There is no mercy for Taylor Swift.  

Who tortures whom? I'm sorry. That isn't the sharpest zinger to zing toward this vast new Taylor Swift double album, but my phone died after listening to 19 of its 31 tracks on Friday morning.   

After finding my charger and hearing the lyric, my expectation for a better mood in the third act of the two-hour hostage situation faded.   

Friends used to play a game where we chose a decade we wished to live in.
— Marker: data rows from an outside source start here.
//! Plain-text renderings of the review reports.
//!
//! Output is UTF-8 and uncoloured so it can be written straight to a report
//! file; the CLI adds styling on top when printing to a terminal.

use crate::audit::auditor::{AUDITED_TIERS, format_number};
use crate::audit::{AuditReport, LintReport, Severity};
use crate::description::split_by_tier;
use crate::linker::{LinkReport, Resolution};
use crate::reconcile::{ReconcileReport, SkillDivergence};
use crate::registry::SkillRegistry;
use crate::schema::Column;

const RULE_WIDTH: usize = 72;

const RESOLVED_MARK: &str = "✅";
const UNRESOLVED_MARK: &str = "❌";

struct Lines(Vec<String>);

impl Lines {
    fn new() -> Self {
        Self(Vec::new())
    }

    fn push(&mut self, line: impl Into<String>) {
        self.0.push(line.into());
    }

    fn blank(&mut self) {
        self.0.push(String::new());
    }

    fn rule(&mut self, c: char) {
        self.0.push(c.to_string().repeat(RULE_WIDTH));
    }

    fn finish(self) -> String {
        let mut text = self.0.join("\n");
        text.push('\n');
        text
    }
}

fn list(values: &[u32]) -> String {
    let items: Vec<String> = values.iter().map(u32::to_string).collect();
    format!("[{}]", items.join(", "))
}

pub fn render_audit(report: &AuditReport) -> String {
    let mut out = Lines::new();
    out.push(format!(
        "AUDIT: descriptions vs structured fields (tier policy: {})",
        report.policy.tier_policy
    ));
    out.push(format!(
        "skills audited: {}  discrepancies: {}  parse gaps: {}  tier notes: {}",
        report.skills_audited,
        report.discrepancies.len(),
        report.parse_gaps.len(),
        report.tier_notes.len()
    ));

    if report.discrepancies.is_empty() {
        out.blank();
        out.push("No discrepancies.");
    }
    for (skill_id, discrepancies) in report.by_skill() {
        out.blank();
        out.push(skill_id);
        for d in discrepancies {
            out.push(format!(
                "  *{} {}: field {} (looks for {}), text {} - {}",
                d.tier,
                d.field,
                d.structured,
                format_number(d.expected),
                list(&d.extracted),
                d.note
            ));
        }
    }

    if !report.parse_gaps.is_empty() {
        out.blank();
        out.push("Parse gaps");
        for gap in &report.parse_gaps {
            match gap.tier {
                Some(tier) => out.push(format!("  {} *{tier}: {}", gap.skill_id, gap.reason)),
                None => out.push(format!("  {}: {}", gap.skill_id, gap.reason)),
            }
        }
    }

    if !report.tier_notes.is_empty() {
        out.blank();
        out.push("Tier notes (higher-tier text differs from the tier-1 field)");
        for note in &report.tier_notes {
            out.push(format!(
                "  {} *{} {}: field {}, text {}",
                note.skill_id,
                note.tier,
                note.field,
                note.structured,
                list(&note.extracted)
            ));
        }
    }

    out.finish()
}

/// Side-by-side sheet of each skill's key fields and tier text.
pub fn render_review_sheet(registry: &SkillRegistry) -> String {
    let mut out = Lines::new();
    out.rule('=');
    out.push("REVIEW: skill tier descriptions");
    out.rule('=');

    let field = |skill: &crate::registry::SkillDefinition, column| {
        skill.raw(column).unwrap_or_default().to_string()
    };
    for skill in registry {
        let tiers = split_by_tier(skill.description());
        if tiers.is_empty() {
            continue;
        }
        out.blank();
        out.rule('_');
        out.push(format!(
            "{} (effect: {})",
            skill.id(),
            skill.effect().unwrap_or_default()
        ));
        out.push(format!(
            "  CSV: base={} scale={} turns={} maxT={} maxH={}",
            field(skill, Column::Base),
            field(skill, Column::Scale),
            field(skill, Column::Turns),
            field(skill, Column::MaxTargets),
            field(skill, Column::MaxHits)
        ));
        for tier in AUDITED_TIERS {
            if let Some(text) = tiers.get(tier) {
                out.push(format!("  *{tier}: {text}"));
            }
        }
    }

    out.finish()
}

pub fn render_link(report: &LinkReport) -> String {
    let mut out = Lines::new();
    for (i, section) in report.sections.iter().enumerate() {
        if i > 0 {
            out.blank();
        }
        out.push(format!("=== {} ===", section.role));
        for entry in &section.entries {
            let (mark, detail) = match &entry.resolution {
                Resolution::Resolved(summary) => (
                    RESOLVED_MARK,
                    format!(
                        "base={} scale={} type={}",
                        summary.base, summary.scale, summary.damage_type
                    ),
                ),
                Resolution::Unresolved => (UNRESOLVED_MARK, "NOT FOUND".to_string()),
            };
            out.push(format!(
                "  T{} {:25} {mark} {:35} {detail}",
                entry.tier, entry.unit_id, entry.skill_id
            ));
        }
    }

    if !report.is_empty() {
        out.blank();
    }
    out.push(format!(
        "units: {}  resolved: {}  unresolved: {}",
        report.len(),
        report.resolved_count(),
        report.unresolved_count()
    ));

    let shared = report.shared_effects();
    if !shared.is_empty() {
        out.blank();
        out.push("Effects shared by several skills");
        for (effect, skills) in shared {
            out.push(format!("  {effect}: {}", skills.join(", ")));
        }
    }

    out.finish()
}

pub fn render_lint(report: &LintReport) -> String {
    let mut out = Lines::new();
    out.rule('=');
    out.push(format!(
        "LINT: {} skills checked",
        report.skills_checked
    ));
    out.rule('=');

    if report.is_clean() {
        out.push("No issues found.");
        return out.finish();
    }

    for severity in [Severity::Critical, Severity::Warning, Severity::Info] {
        let findings: Vec<_> = report.with_severity(severity).collect();
        if findings.is_empty() {
            continue;
        }
        out.blank();
        out.push(format!("{} ({})", severity.to_string().to_uppercase(), findings.len()));
        out.rule('-');
        for finding in findings {
            out.push(format!("  {}: {}", finding.skill_id, finding.message));
        }
    }

    out.blank();
    out.push(format!(
        "total: {} finding(s) ({} critical, {} warning, {} info)",
        report.findings.len(),
        report.count(Severity::Critical),
        report.count(Severity::Warning),
        report.count(Severity::Info)
    ));
    out.finish()
}

fn push_columns(out: &mut Lines, divergence: &SkillDivergence) {
    for column in &divergence.columns {
        out.push(format!("  {} [{}]", column.column, column.kind));
        out.push(format!("    < {}", column.left));
        out.push(format!("    > {}", column.right));
    }
}

pub fn render_reconcile(report: &ReconcileReport) -> String {
    let mut out = Lines::new();
    out.push(format!(
        "RECONCILE: {} shared skill(s), {} divergent, {} left-only, {} right-only, {} repeated",
        report.compared,
        report.divergent.len(),
        report.only_left.len(),
        report.only_right.len(),
        report.repeated_left.len() + report.repeated_right.len()
    ));

    for divergence in &report.divergent {
        out.blank();
        out.push(divergence.skill_id.as_str());
        push_columns(&mut out, divergence);
    }

    for (side, repeats) in [("left", &report.repeated_left), ("right", &report.repeated_right)] {
        for repeat in repeats {
            out.blank();
            out.push(format!("{} (declared again in {side})", repeat.skill_id));
            if repeat.columns.is_empty() {
                out.push("  identical copy");
            }
            push_columns(&mut out, repeat);
        }
    }

    if !report.only_left.is_empty() {
        out.blank();
        out.push(format!("Only in left: {}", report.only_left.join(", ")));
    }
    if !report.only_right.is_empty() {
        out.blank();
        out.push(format!("Only in right: {}", report.only_right.join(", ")));
    }

    out.finish()
}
The 1830s, sans racists.” 

Swift, a 21st-century pop giant, is relentlessly prolific and reluctant to censor, making this extended version of her new album, “The Tortured Poets Department: The Anthology,” unpleasant and endless.  

The biggest surprise is how much suffering is planned.   

In contrast to her recent successes — the highest-grossing concert tour in the species' history, the highest-grossing concert film, and on-field kisses with her boyfriend after he won the Super Bowl —  

Swift's new ballads are sour theater, fixated on memories of being wronged and stranded, and laden with clunky, convoluted, samey, purple, and hacky lyrics.   

Swift, Jack Antonoff, Aaron Dessner, and Patrik Berger produced a profusion of soft-edged, slow-moving melodies that do her lyrics no favors.